How was the strategy of massive retaliation supposed to deter the USSR? Why did the Eisenhower administration favor this strategy?
In June 1950, war broke out when communist forces from North Korea invaded South Korea. This war helped the Truman administration win acceptance for the increased military spending recommended in NSC 68. American troops under Gen. Douglas MacArthur were sent to Korea and quickly drove back the communist invaders. When Truman and MacArthur attempted to liberate North Korea from communism, however, China entered the war.
The Korean War soon bogged down into a bloody stalemate, which eventually cost more than 50,000 American lives and undermined Truman's popularity before the original boundary between North and South Korea was re-established in 1953.
In 1952 Americans elected World War II hero Dwight D. Eisenhower as President. Eisenhower changed American Cold War policy by implementing the "New Look," which relied overwhelmingly on nuclear weapons and the threat of massive retaliation, or mutually assured destruction (MAD) to intimidate the USSR. This policy was also known as deterrence. Eisenhower, along with his Secretary of State, John Foster Dulles, believed that nuclear weapons were much less expensive than conventional armies, and that instilling fear and uncertainty in Soviet leaders was the best strategy to resist communist expansion. They were willing to engage in an arms race with the USSR in order to prevent any expansion of Soviet power.
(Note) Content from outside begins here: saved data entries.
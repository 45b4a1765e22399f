//! Body value capabilities.
//!
//! Instead of probing a value's runtime class, the dispatchers probe
//! **capability traits**: a request body implements [`Encodable`], a declared
//! return type implements [`Decodable`]. Every entry point defaults to an
//! `Unsupported` error carrying the codec and type name, so a mismatch between
//! the `Content-Type` header and the value surfaces immediately instead of
//! failing somewhere inside a reflective lookup.
//!
//! For serde-backed types, the [`serde_body!`] macro wires the JSON, XML and
//! form entry points in one line:
//!
//! ```rust,ignore
//! #[derive(Serialize, Deserialize)]
//! struct User { id: u64, name: String }
//!
//! restbind::serde_body!(User);
//! ```
//!
//! Protobuf messages go through the narrow [`WireMessage`] capability
//! (implemented for every `prost::Message`) and the [`Proto`] wrapper.

use crate::codec::html::HtmlDocument;
use crate::errors::{DecodeError, EncodeError};

/// Capability surface of a request body value. The encoder picks the entry
/// point from the request's `Content-Type`.
pub trait Encodable {
    /// JSON marshal of the value.
    fn to_json(&self) -> Result<Vec<u8>, EncodeError> {
        Err(EncodeError::unsupported::<Self>("json"))
    }

    /// XML marshal; the struct name becomes the root element.
    fn to_xml(&self) -> Result<String, EncodeError> {
        Err(EncodeError::unsupported::<Self>("xml"))
    }

    /// Protobuf wire bytes. Only generated message types have this.
    fn to_wire(&self) -> Result<Vec<u8>, EncodeError> {
        Err(EncodeError::unsupported::<Self>("protobuf"))
    }

    /// Urlencoded `key=value` pair string; also feeds the multipart framing.
    fn to_form(&self) -> Result<String, EncodeError> {
        Err(EncodeError::unsupported::<Self>("form"))
    }

    /// Generic default: UTF-8 stringify or raw byte pass-through.
    fn to_plain(&self) -> Result<Vec<u8>, EncodeError> {
        Err(EncodeError::unsupported::<Self>("plain"))
    }
}

/// Capability surface of a declared return type. The decoder picks the entry
/// point from the response's `Content-Type`.
pub trait Decodable: Sized {
    fn from_json(bytes: &[u8]) -> Result<Self, DecodeError> {
        let _ = bytes;
        Err(DecodeError::unsupported::<Self>("json"))
    }

    fn from_xml(text: &str) -> Result<Self, DecodeError> {
        let _ = text;
        Err(DecodeError::unsupported::<Self>("xml"))
    }

    fn from_wire(bytes: &[u8]) -> Result<Self, DecodeError> {
        let _ = bytes;
        Err(DecodeError::unsupported::<Self>("protobuf"))
    }

    fn from_html(doc: HtmlDocument) -> Result<Self, DecodeError> {
        let _ = doc;
        Err(DecodeError::unsupported::<Self>("html"))
    }

    /// Generic default for textual bodies.
    fn from_text(text: String) -> Result<Self, DecodeError> {
        let _ = text;
        Err(DecodeError::unsupported::<Self>("plain"))
    }

    /// Generic default for non-UTF-8 bodies.
    fn from_raw(bytes: Vec<u8>) -> Result<Self, DecodeError> {
        let _ = bytes;
        Err(DecodeError::unsupported::<Self>("raw"))
    }

    /// Semantically empty value, used for 404 responses on the XML path.
    /// `None` means the type has no empty form.
    fn empty() -> Option<Self> {
        None
    }
}

/// The "binary-serializable message" capability: serialize to wire bytes,
/// parse back from wire bytes. Blanket-implemented for prost messages.
pub trait WireMessage: Sized {
    fn to_wire_bytes(&self) -> Vec<u8>;
    fn from_wire_bytes(bytes: &[u8]) -> Result<Self, DecodeError>;
}

impl<M: prost::Message + Default> WireMessage for M {
    fn to_wire_bytes(&self) -> Vec<u8> {
        self.encode_to_vec()
    }

    fn from_wire_bytes(bytes: &[u8]) -> Result<Self, DecodeError> {
        Ok(M::decode(bytes)?)
    }
}

/// Wrapper giving a [`WireMessage`] the body capabilities, so a protobuf
/// message can travel through the same dispatch as everything else:
/// `client.call::<Proto<Ping>, Proto<Pong>>(...)`.
#[derive(Debug, Clone, PartialEq)]
pub struct Proto<M>(pub M);

impl<M> Proto<M> {
    pub fn into_inner(self) -> M {
        self.0
    }
}

impl<M: WireMessage> Encodable for Proto<M> {
    fn to_wire(&self) -> Result<Vec<u8>, EncodeError> {
        Ok(self.0.to_wire_bytes())
    }
}

impl<M: WireMessage> Decodable for Proto<M> {
    fn from_wire(bytes: &[u8]) -> Result<Self, DecodeError> {
        Ok(Proto(M::from_wire_bytes(bytes)?))
    }
}

// Built-in capabilities for plain payload shapes.

impl Encodable for String {
    fn to_plain(&self) -> Result<Vec<u8>, EncodeError> {
        Ok(self.clone().into_bytes())
    }
}

impl Encodable for str {
    fn to_plain(&self) -> Result<Vec<u8>, EncodeError> {
        Ok(self.as_bytes().to_vec())
    }
}

impl Encodable for Vec<u8> {
    fn to_plain(&self) -> Result<Vec<u8>, EncodeError> {
        Ok(self.clone())
    }
}

impl Encodable for serde_json::Value {
    fn to_json(&self) -> Result<Vec<u8>, EncodeError> {
        Ok(serde_json::to_vec(self)?)
    }
}

impl Decodable for String {
    fn from_text(text: String) -> Result<Self, DecodeError> {
        Ok(text)
    }

    fn empty() -> Option<Self> {
        Some(String::new())
    }
}

impl Decodable for Vec<u8> {
    fn from_text(text: String) -> Result<Self, DecodeError> {
        Ok(text.into_bytes())
    }

    fn from_raw(bytes: Vec<u8>) -> Result<Self, DecodeError> {
        Ok(bytes)
    }

    fn empty() -> Option<Self> {
        Some(Vec::new())
    }
}

impl Decodable for serde_json::Value {
    fn from_json(bytes: &[u8]) -> Result<Self, DecodeError> {
        Ok(serde_json::from_slice(bytes)?)
    }

    fn empty() -> Option<Self> {
        Some(serde_json::Value::Null)
    }
}

/// `Option<T>` decodes like `T` and has an empty form even when `T` does not.
impl<T: Decodable> Decodable for Option<T> {
    fn from_json(bytes: &[u8]) -> Result<Self, DecodeError> {
        T::from_json(bytes).map(Some)
    }

    fn from_xml(text: &str) -> Result<Self, DecodeError> {
        T::from_xml(text).map(Some)
    }

    fn from_wire(bytes: &[u8]) -> Result<Self, DecodeError> {
        T::from_wire(bytes).map(Some)
    }

    fn from_html(doc: HtmlDocument) -> Result<Self, DecodeError> {
        T::from_html(doc).map(Some)
    }

    fn from_text(text: String) -> Result<Self, DecodeError> {
        T::from_text(text).map(Some)
    }

    fn from_raw(bytes: Vec<u8>) -> Result<Self, DecodeError> {
        T::from_raw(bytes).map(Some)
    }

    fn empty() -> Option<Self> {
        Some(None)
    }
}

/// Wires the serde-backed codec entry points (JSON, XML, form) for one or
/// more `Serialize + Deserialize` types.
#[macro_export]
macro_rules! serde_body {
    ($($ty:ty),+ $(,)?) => {$(
        impl $crate::codec::Encodable for $ty {
            fn to_json(&self) -> Result<Vec<u8>, $crate::errors::EncodeError> {
                Ok($crate::__private::serde_json::to_vec(self)?)
            }

            fn to_xml(&self) -> Result<String, $crate::errors::EncodeError> {
                Ok($crate::__private::quick_xml::se::to_string(self)?)
            }

            fn to_form(&self) -> Result<String, $crate::errors::EncodeError> {
                Ok($crate::__private::serde_urlencoded::to_string(self)?)
            }
        }

        impl $crate::codec::Decodable for $ty {
            fn from_json(bytes: &[u8]) -> Result<Self, $crate::errors::DecodeError> {
                Ok($crate::__private::serde_json::from_slice(bytes)?)
            }

            fn from_xml(text: &str) -> Result<Self, $crate::errors::DecodeError> {
                Ok($crate::__private::quick_xml::de::from_str(text)?)
            }
        }
    )+};
}

#[cfg(test)]
mod tests {
    use super::*;

    #[test]
    fn defaults_report_the_codec_and_type() {
        let err = <String as Decodable>::from_wire(b"\x0a\x00").unwrap_err();
        let msg = err.to_string();
        assert!(msg.contains("protobuf"), "{msg}");
        assert!(msg.contains("String"), "{msg}");
    }

    #[test]
    fn proto_wrapper_round_trips_through_the_wire_capability() {
        #[derive(Clone, PartialEq, prost::Message)]
        struct Ping {
            #[prost(string, tag = "1")]
            token: String,
            #[prost(uint32, tag = "2")]
            seq: u32,
        }

        let ping = Proto(Ping {
            token: "abc".into(),
            seq: 7,
        });

        let bytes = ping.to_wire().unwrap();
        let back = Proto::<Ping>::from_wire(&bytes).unwrap();
        assert_eq!(back, ping);
    }

    #[test]
    fn option_has_an_empty_form_even_for_types_without_one() {
        #[derive(Debug, serde::Serialize, serde::Deserialize, PartialEq)]
        struct Item {
            id: u32,
        }
        crate::serde_body!(Item);

        assert!(Item::empty().is_none());
        assert_eq!(Option::<Item>::empty(), Some(None));
    }
}
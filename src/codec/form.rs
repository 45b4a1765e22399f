//! Form body framing.
//!
//! The form codec serializes a value to urlencoded `key=value` pairs (via
//! `serde_urlencoded`, see [`Encodable::to_form`]). This module turns that
//! pair string into the two wire shapes: pass-through for
//! `application/x-www-form-urlencoded`, multipart framing for
//! `multipart/form-data`.
//!
//! [`Encodable::to_form`]: crate::codec::Encodable::to_form

use std::io::Write;

/// Frames urlencoded `pairs` as a `multipart/form-data` body with a random
/// boundary. Returns the full `Content-Type` value and the body bytes.
pub(crate) fn multipart(pairs: &str) -> (String, Vec<u8>) {
    let boundary = format!("restbind-{}", uuid::Uuid::new_v4().simple());
    let mut body = Vec::new();

    for (name, value) in url::form_urlencoded::parse(pairs.as_bytes()) {
        // Vec<u8> writes cannot fail
        let _ = write!(
            body,
            "--{boundary}\r\nContent-Disposition: form-data; name=\"{name}\"\r\n\r\n{value}\r\n"
        );
    }
    let _ = write!(body, "--{boundary}--\r\n");

    (
        format!("multipart/form-data; boundary={boundary}"),
        body,
    )
}

#[cfg(test)]
mod tests {
    use super::*;

    #[test]
    fn multipart_frames_every_field_and_closes_the_body() {
        let (content_type, body) = multipart("name=sid&value=a%2Bb");
        let body = String::from_utf8(body).unwrap();
        let boundary = content_type.split("boundary=").nth(1).unwrap();

        assert!(content_type.starts_with("multipart/form-data; boundary="));
        assert!(body.contains("Content-Disposition: form-data; name=\"name\"\r\n\r\nsid\r\n"));
        // urlencoding is undone before framing
        assert!(body.contains("name=\"value\"\r\n\r\na+b\r\n"));
        assert!(body.ends_with(&format!("--{boundary}--\r\n")));
    }

    #[test]
    fn empty_pairs_still_produce_a_terminated_body() {
        let (_, body) = multipart("");
        assert!(String::from_utf8(body).unwrap().ends_with("--\r\n"));
    }
}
Soviet Premier Josef Stalin died in 1953 and was succeeded two years later by Nikita Khrushchev. Stalin's death gave some Americans hope that the U.S. would be able to negotiate with the new Soviet leader. Near the end of his second term in office, Eisenhower searched for a means to reduce the danger and expense of the Cold War. A summit meeting scheduled for 1960 between the president and Soviet Premier Nikita Khrushchev was canceled after the Soviets shot down an American U-2 spy plane, and the U.S. refused to apologize for spying on Soviet military bases. In his farewell address to the nation as president, Eisenhower famously warned against the tremendous influence of the "military-industrial complex" in American politics.